** Opening Information supplied block **

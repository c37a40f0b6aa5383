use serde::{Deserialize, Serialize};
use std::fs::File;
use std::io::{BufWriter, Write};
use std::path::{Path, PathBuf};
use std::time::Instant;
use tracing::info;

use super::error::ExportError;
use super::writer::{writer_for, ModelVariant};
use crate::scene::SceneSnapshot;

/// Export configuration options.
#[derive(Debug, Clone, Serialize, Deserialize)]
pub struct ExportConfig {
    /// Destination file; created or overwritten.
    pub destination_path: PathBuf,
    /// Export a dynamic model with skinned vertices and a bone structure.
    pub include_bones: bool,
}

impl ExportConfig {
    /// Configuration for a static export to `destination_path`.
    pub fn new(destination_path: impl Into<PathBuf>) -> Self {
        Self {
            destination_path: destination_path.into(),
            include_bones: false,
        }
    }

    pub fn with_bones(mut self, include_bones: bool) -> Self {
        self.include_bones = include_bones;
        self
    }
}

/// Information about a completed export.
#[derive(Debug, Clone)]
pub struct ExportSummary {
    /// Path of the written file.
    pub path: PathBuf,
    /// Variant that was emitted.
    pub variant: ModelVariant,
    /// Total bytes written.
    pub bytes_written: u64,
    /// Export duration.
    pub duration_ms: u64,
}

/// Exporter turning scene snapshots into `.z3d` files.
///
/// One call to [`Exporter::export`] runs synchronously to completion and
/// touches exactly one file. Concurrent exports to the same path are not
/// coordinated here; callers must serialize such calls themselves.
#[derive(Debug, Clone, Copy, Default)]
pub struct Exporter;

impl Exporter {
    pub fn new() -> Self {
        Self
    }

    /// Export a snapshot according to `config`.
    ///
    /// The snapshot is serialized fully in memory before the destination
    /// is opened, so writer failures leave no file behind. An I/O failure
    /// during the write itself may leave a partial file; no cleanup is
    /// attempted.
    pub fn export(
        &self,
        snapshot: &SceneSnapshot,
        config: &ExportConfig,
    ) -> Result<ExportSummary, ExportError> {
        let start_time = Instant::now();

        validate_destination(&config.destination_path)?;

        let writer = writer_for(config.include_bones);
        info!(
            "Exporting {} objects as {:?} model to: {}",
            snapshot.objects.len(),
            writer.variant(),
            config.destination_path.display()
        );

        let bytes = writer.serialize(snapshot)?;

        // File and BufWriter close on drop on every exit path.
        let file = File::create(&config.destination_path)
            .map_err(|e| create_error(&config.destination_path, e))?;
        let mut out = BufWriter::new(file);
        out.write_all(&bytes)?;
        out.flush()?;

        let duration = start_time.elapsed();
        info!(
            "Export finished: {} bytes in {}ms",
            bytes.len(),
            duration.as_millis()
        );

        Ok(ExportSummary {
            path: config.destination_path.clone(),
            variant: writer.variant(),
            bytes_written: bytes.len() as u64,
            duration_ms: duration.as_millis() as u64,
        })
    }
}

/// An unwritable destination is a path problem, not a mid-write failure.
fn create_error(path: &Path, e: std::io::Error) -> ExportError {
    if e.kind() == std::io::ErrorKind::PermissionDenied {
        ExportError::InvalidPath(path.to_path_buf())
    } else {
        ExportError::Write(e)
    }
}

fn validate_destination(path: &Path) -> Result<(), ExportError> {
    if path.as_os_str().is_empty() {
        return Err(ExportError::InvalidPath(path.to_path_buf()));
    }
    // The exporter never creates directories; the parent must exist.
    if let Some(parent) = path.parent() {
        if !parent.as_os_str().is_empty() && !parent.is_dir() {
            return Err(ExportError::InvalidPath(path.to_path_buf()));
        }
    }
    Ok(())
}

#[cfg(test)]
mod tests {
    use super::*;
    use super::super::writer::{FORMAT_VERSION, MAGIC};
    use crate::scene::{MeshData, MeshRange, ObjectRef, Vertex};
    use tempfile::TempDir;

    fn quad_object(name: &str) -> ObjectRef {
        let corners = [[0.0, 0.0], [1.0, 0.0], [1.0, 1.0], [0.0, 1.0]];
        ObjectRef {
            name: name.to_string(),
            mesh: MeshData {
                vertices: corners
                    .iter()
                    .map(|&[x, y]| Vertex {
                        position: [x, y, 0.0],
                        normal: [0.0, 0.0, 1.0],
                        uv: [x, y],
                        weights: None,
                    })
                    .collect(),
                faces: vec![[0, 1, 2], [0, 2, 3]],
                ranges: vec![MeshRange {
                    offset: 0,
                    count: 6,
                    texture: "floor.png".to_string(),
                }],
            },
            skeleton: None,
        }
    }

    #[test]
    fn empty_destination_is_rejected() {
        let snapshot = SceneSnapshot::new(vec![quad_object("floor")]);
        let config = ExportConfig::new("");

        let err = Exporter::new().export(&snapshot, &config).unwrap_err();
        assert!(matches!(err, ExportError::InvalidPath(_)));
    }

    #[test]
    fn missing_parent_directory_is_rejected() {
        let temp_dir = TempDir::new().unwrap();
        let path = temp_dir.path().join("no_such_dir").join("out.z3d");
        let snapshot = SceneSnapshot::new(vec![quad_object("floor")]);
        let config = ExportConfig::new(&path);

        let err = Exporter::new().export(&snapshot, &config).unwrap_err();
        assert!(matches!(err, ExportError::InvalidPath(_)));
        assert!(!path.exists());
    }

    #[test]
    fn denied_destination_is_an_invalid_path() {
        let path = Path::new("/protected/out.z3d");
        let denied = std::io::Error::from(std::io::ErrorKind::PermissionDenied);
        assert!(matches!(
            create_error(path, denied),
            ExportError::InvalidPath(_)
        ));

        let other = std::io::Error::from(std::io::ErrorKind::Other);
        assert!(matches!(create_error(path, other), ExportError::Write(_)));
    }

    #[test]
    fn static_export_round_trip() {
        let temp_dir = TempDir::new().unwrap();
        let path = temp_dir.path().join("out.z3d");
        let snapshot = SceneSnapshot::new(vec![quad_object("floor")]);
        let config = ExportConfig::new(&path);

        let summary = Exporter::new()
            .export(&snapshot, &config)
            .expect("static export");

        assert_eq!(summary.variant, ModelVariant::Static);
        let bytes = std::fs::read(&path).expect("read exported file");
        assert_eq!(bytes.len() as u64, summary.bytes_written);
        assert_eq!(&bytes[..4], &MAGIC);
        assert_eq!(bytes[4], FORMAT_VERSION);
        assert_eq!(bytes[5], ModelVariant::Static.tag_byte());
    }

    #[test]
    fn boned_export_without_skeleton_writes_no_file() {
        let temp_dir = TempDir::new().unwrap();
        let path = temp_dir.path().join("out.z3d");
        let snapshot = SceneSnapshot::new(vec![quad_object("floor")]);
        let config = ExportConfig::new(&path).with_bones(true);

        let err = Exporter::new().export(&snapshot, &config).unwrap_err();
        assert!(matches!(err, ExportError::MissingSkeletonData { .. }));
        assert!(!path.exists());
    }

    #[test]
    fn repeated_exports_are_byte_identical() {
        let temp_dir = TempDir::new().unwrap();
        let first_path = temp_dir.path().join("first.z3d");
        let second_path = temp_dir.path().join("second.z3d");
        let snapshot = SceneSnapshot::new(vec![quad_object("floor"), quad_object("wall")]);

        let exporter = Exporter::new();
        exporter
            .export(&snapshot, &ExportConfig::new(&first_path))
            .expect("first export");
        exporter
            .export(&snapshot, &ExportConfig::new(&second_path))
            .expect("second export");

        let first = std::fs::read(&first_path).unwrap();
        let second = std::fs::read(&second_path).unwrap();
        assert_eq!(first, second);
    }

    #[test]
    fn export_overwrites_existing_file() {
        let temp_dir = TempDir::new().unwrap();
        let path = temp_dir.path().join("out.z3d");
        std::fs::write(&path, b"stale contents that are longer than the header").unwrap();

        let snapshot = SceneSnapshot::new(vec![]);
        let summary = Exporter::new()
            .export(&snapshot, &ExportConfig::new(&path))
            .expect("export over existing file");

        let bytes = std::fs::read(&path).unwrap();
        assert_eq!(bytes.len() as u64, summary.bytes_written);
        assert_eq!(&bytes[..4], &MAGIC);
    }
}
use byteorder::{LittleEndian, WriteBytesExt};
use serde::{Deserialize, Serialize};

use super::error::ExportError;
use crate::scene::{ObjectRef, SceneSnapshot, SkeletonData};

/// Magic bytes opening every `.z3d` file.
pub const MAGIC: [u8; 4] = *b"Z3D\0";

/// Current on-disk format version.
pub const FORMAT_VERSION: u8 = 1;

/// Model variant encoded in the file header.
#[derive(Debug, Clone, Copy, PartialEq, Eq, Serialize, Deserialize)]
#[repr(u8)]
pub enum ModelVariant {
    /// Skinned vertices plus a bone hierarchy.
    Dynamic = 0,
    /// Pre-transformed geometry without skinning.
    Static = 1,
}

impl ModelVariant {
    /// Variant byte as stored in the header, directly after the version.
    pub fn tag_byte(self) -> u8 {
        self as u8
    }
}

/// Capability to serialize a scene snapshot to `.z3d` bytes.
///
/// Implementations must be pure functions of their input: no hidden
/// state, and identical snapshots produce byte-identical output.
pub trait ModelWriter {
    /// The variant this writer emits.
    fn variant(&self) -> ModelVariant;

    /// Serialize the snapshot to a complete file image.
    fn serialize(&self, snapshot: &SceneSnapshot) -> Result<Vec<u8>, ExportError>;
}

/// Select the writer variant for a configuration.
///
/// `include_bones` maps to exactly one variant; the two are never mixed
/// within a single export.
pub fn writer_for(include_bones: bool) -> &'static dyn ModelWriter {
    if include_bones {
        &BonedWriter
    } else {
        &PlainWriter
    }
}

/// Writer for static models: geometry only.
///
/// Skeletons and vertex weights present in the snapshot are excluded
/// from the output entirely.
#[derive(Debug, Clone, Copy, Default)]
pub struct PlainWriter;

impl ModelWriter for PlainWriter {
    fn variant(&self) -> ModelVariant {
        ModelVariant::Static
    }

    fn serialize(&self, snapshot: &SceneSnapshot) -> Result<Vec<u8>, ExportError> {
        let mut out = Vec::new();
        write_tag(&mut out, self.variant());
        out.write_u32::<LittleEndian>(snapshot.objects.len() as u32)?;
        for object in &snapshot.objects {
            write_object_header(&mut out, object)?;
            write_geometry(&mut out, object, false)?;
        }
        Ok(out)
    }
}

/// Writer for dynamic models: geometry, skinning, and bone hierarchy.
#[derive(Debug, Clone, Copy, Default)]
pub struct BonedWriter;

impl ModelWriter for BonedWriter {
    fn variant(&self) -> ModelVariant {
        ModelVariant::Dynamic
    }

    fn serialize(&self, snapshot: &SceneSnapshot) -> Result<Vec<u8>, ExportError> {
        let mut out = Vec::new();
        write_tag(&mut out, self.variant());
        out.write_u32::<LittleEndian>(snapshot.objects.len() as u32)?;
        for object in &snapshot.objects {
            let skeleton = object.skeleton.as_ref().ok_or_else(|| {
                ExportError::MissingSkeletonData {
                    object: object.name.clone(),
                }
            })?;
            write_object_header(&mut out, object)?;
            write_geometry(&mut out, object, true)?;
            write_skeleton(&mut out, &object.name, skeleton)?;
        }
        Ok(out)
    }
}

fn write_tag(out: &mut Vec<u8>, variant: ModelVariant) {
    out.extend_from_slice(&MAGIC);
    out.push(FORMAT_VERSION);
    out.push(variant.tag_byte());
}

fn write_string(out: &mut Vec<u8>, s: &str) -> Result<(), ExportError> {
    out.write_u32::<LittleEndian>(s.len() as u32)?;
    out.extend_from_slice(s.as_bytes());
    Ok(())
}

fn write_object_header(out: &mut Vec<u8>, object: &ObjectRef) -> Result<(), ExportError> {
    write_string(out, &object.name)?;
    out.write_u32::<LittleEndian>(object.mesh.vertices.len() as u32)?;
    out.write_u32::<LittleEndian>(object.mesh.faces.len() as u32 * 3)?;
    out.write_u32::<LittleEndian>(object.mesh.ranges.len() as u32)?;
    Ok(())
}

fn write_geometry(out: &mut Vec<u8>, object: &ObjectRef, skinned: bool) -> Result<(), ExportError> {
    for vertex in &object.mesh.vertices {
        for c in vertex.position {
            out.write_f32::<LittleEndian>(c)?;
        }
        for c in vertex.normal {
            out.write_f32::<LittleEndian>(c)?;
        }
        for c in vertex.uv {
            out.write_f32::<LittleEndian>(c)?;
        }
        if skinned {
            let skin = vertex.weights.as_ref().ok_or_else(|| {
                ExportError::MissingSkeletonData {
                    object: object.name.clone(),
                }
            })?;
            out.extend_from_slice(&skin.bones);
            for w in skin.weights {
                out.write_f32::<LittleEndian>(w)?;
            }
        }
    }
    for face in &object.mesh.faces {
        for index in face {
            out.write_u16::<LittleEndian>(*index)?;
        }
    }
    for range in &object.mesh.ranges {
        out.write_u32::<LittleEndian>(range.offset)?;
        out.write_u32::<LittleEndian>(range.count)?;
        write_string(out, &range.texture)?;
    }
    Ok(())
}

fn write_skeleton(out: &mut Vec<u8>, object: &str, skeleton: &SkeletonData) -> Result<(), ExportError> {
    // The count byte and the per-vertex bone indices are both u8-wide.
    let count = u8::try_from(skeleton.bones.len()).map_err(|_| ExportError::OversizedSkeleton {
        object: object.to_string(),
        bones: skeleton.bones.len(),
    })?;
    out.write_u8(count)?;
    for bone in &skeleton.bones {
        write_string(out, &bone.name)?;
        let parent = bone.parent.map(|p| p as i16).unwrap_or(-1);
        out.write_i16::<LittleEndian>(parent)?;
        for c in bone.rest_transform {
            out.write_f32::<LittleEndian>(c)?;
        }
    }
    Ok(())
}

** Closing Information supplied block **

## Try it
Going through the material above, how many lines contain the word "Deserialize"? Write only the number.

## Your solution
4